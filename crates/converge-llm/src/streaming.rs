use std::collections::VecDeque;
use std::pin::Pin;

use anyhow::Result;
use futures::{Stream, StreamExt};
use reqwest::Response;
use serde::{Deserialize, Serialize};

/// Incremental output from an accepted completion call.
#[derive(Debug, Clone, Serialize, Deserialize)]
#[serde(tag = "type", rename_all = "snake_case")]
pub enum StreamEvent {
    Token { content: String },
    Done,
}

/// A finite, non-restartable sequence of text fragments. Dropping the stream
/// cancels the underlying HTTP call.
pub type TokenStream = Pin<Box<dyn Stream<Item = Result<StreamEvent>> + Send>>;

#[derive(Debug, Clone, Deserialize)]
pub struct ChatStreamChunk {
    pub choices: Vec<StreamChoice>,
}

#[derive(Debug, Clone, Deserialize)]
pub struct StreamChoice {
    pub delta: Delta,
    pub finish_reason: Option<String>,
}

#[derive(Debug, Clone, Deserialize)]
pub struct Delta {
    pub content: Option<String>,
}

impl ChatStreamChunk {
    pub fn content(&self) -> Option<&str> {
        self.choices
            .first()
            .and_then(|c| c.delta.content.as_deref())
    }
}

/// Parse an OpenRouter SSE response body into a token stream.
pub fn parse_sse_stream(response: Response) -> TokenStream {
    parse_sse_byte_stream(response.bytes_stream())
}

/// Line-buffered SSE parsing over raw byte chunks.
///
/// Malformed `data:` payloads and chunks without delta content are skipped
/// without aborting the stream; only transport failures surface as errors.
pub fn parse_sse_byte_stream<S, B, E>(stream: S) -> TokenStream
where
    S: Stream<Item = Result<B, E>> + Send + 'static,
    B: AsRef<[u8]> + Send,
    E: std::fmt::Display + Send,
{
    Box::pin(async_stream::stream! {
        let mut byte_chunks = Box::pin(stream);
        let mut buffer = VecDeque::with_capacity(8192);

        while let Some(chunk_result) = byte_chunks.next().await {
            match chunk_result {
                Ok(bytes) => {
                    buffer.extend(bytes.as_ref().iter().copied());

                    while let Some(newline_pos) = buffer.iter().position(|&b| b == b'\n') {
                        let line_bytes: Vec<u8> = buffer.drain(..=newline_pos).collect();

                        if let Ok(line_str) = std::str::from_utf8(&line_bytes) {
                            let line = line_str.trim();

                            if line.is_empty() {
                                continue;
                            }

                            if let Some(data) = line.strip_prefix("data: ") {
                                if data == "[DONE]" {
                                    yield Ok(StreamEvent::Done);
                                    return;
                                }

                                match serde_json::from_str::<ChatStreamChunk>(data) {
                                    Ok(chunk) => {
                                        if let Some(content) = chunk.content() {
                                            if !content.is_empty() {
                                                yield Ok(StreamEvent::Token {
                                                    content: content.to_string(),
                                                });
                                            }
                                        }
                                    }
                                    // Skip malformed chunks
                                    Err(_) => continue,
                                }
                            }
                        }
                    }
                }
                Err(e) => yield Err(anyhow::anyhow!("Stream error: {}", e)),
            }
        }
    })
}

________________________________________

# Activity
Your task is to set down only the lines that run from the opening of the listing to the line with "underlying HTTP call.", both ends included, each unchanged.

# Output below
filename crates/converge-llm/src/streaming.rs
use std::collections::VecDeque;
use std::pin::Pin;

use anyhow::Result;
use futures::{Stream, StreamExt};
use reqwest::Response;
use serde::{Deserialize, Serialize};

/// Incremental output from an accepted completion call.
#[derive(Debug, Clone, Serialize, Deserialize)]
#[serde(tag = "type", rename_all = "snake_case")]
pub enum StreamEvent {
    Token { content: String },
    Done,
}

/// A finite, non-restartable sequence of text fragments. Dropping the stream
/// cancels the underlying HTTP call.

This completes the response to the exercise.